→ Try it:
Each entry in the listing must be set down again word for word.

→ Exercise materials:
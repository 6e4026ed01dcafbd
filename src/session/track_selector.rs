//! Local video source policy.
//!
//! At most one local track is attached at any time. Switching detaches the
//! old track before the new one is attached, so observers never see two
//! senders on the connection. The new track is created before anything is
//! detached, and the old one is put back if the new one cannot be attached.

use log::{debug, info, warn};
use thiserror::Error;

use super::events::TrackEvents;
use crate::media::{
    CameraFacing, LocalTrack, MediaEngine, MediaError, PeerConnection, TrackSender, VideoSource,
};

struct AttachedTrack {
    track: LocalTrack,
    sender: TrackSender,
}

/// Holds the attached local track, if any.
#[derive(Default)]
pub struct LocalTrackSlot {
    attached: Option<AttachedTrack>,
}

impl LocalTrackSlot {
    pub fn source(&self) -> Option<VideoSource> {
        self.attached.as_ref().map(|a| a.track.source)
    }

    pub fn track(&self) -> Option<&LocalTrack> {
        self.attached.as_ref().map(|a| &a.track)
    }
}

/// A failed [`TrackSelector::activate`].
#[derive(Debug, Error)]
#[error("{source}")]
pub struct ActivateError {
    pub source: MediaError,
    /// The set of senders on the connection changed before the failure, so
    /// the remote side needs a new offer.
    pub connection_changed: bool,
}

impl ActivateError {
    fn unchanged(source: MediaError) -> Self {
        Self {
            source,
            connection_changed: false,
        }
    }
}

pub struct TrackSelector {
    slot: LocalTrackSlot,
    default_facing: CameraFacing,
}

impl TrackSelector {
    pub fn new(default_facing: CameraFacing) -> Self {
        Self {
            slot: LocalTrackSlot::default(),
            default_facing,
        }
    }

    pub fn current_source(&self) -> Option<VideoSource> {
        self.slot.source()
    }

    pub fn current_track(&self) -> Option<&LocalTrack> {
        self.slot.track()
    }

    pub fn default_facing(&self) -> CameraFacing {
        self.default_facing
    }

    /// Replaces the attached track with a new one for `source`, or for the
    /// default camera when `source` is `None`, and publishes it.
    pub async fn activate(
        &mut self,
        pc: &dyn PeerConnection,
        engine: &dyn MediaEngine,
        source: Option<VideoSource>,
        events: &TrackEvents,
    ) -> Result<LocalTrack, ActivateError> {
        let source = source.unwrap_or_else(|| self.default_facing.into());

        let track = engine
            .create_local_track(source)
            .await
            .map_err(ActivateError::unchanged)?;

        let previous = self.detach(pc).await.map_err(ActivateError::unchanged)?;

        let sender = match pc.add_track(&track).await {
            Ok(sender) => sender,
            Err(e) => {
                let connection_changed = previous.is_some();
                if let Some(previous) = previous {
                    self.restore(pc, previous).await;
                }
                return Err(ActivateError {
                    source: e,
                    connection_changed,
                });
            }
        };
        info!("Attached {} track {}", source, track.id);

        self.slot.attached = Some(AttachedTrack {
            track: track.clone(),
            sender,
        });
        // No subscribers is fine.
        let _ = events.local_track_available.send(track.clone());
        Ok(track)
    }

    /// Detaches the current track. The default facing is left alone.
    pub async fn deactivate_all(&mut self, pc: &dyn PeerConnection) -> Result<(), MediaError> {
        self.detach(pc).await.map(|_| ())
    }

    /// Removes the attached track from the connection and hands it back. On
    /// failure the track stays attached.
    async fn detach(&mut self, pc: &dyn PeerConnection) -> Result<Option<LocalTrack>, MediaError> {
        let Some(attached) = self.slot.attached.take() else {
            return Ok(None);
        };
        if let Err(e) = pc.remove_track(&attached.sender).await {
            self.slot.attached = Some(attached);
            return Err(e);
        }
        info!("Detached {} track {}", attached.track.source, attached.track.id);
        Ok(Some(attached.track))
    }

    /// Re-attaches a track that was detached for a switch that failed.
    async fn restore(&mut self, pc: &dyn PeerConnection, track: LocalTrack) {
        match pc.add_track(&track).await {
            Ok(sender) => {
                info!("Restored {} track {}", track.source, track.id);
                self.slot.attached = Some(AttachedTrack { track, sender });
            }
            Err(e) => warn!("Could not restore {} track {}: {}", track.source, track.id, e),
        }
    }

    pub fn toggle_default_source(&mut self) {
        self.default_facing = self.default_facing.toggled();
        debug!("Default camera is now {:?}", self.default_facing);
    }
}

→ Solution to the exercise:
repository 6e4026ed01dcafbd
filename src/session/track_selector.rs
//! Local video source policy.
//!
//! At most one local track is attached at any time. Switching detaches the
//! old track before the new one is attached, so observers never see two
//! senders on the connection. The new track is created before anything is
//! detached, and the old one is put back if the new one cannot be attached.

use log::{debug, info, warn};
use thiserror::Error;

use super::events::TrackEvents;
use crate::media::{
    CameraFacing, LocalTrack, MediaEngine, MediaError, PeerConnection, TrackSender, VideoSource,
};

struct AttachedTrack {
    track: LocalTrack,
    sender: TrackSender,
}

/// Holds the attached local track, if any.
#[derive(Default)]
pub struct LocalTrackSlot {
    attached: Option<AttachedTrack>,
}

impl LocalTrackSlot {
    pub fn source(&self) -> Option<VideoSource> {
        self.attached.as_ref().map(|a| a.track.source)
    }

    pub fn track(&self) -> Option<&LocalTrack> {
        self.attached.as_ref().map(|a| &a.track)
    }
}

/// A failed [`TrackSelector::activate`].
#[derive(Debug, Error)]
#[error("{source}")]
pub struct ActivateError {
    pub source: MediaError,
    /// The set of senders on the connection changed before the failure, so
    /// the remote side needs a new offer.
    pub connection_changed: bool,
}

impl ActivateError {
    fn unchanged(source: MediaError) -> Self {
        Self {
            source,
            connection_changed: false,
        }
    }
}

pub struct TrackSelector {
    slot: LocalTrackSlot,
    default_facing: CameraFacing,
}

impl TrackSelector {
    pub fn new(default_facing: CameraFacing) -> Self {
        Self {
            slot: LocalTrackSlot::default(),
            default_facing,
        }
    }

    pub fn current_source(&self) -> Option<VideoSource> {
        self.slot.source()
    }

    pub fn current_track(&self) -> Option<&LocalTrack> {
        self.slot.track()
    }

    pub fn default_facing(&self) -> CameraFacing {
        self.default_facing
    }

    /// Replaces the attached track with a new one for `source`, or for the
    /// default camera when `source` is `None`, and publishes it.
    pub async fn activate(
        &mut self,
        pc: &dyn PeerConnection,
        engine: &dyn MediaEngine,
        source: Option<VideoSource>,
        events: &TrackEvents,
    ) -> Result<LocalTrack, ActivateError> {
        let source = source.unwrap_or_else(|| self.default_facing.into());

        let track = engine
            .create_local_track(source)
            .await
            .map_err(ActivateError::unchanged)?;

        let previous = self.detach(pc).await.map_err(ActivateError::unchanged)?;

        let sender = match pc.add_track(&track).await {
            Ok(sender) => sender,
            Err(e) => {
                let connection_changed = previous.is_some();
                if let Some(previous) = previous {
                    self.restore(pc, previous).await;
                }
                return Err(ActivateError {
                    source: e,
                    connection_changed,
                });
            }
        };
        info!("Attached {} track {}", source, track.id);

        self.slot.attached = Some(AttachedTrack {
            track: track.clone(),
            sender,
        });
        // No subscribers is fine.
        let _ = events.local_track_available.send(track.clone());
        Ok(track)
    }

    /// Detaches the current track. The default facing is left alone.
    pub async fn deactivate_all(&mut self, pc: &dyn PeerConnection) -> Result<(), MediaError> {
        self.detach(pc).await.map(|_| ())
    }

    /// Removes the attached track from the connection and hands it back. On
    /// failure the track stays attached.
    async fn detach(&mut self, pc: &dyn PeerConnection) -> Result<Option<LocalTrack>, MediaError> {
        let Some(attached) = self.slot.attached.take() else {
            return Ok(None);
        };
        if let Err(e) = pc.remove_track(&attached.sender).await {
            self.slot.attached = Some(attached);
            return Err(e);
        }
        info!("Detached {} track {}", attached.track.source, attached.track.id);
        Ok(Some(attached.track))
    }

    /// Re-attaches a track that was detached for a switch that failed.
    async fn restore(&mut self, pc: &dyn PeerConnection, track: LocalTrack) {
        match pc.add_track(&track).await {
            Ok(sender) => {
                info!("Restored {} track {}", track.source, track.id);
                self.slot.attached = Some(AttachedTrack { track, sender });
            }
            Err(e) => warn!("Could not restore {} track {}: {}", track.source, track.id, e),
        }
    }

    pub fn toggle_default_source(&mut self) {
        self.default_facing = self.default_facing.toggled();
        debug!("Default camera is now {:?}", self.default_facing);
    }
}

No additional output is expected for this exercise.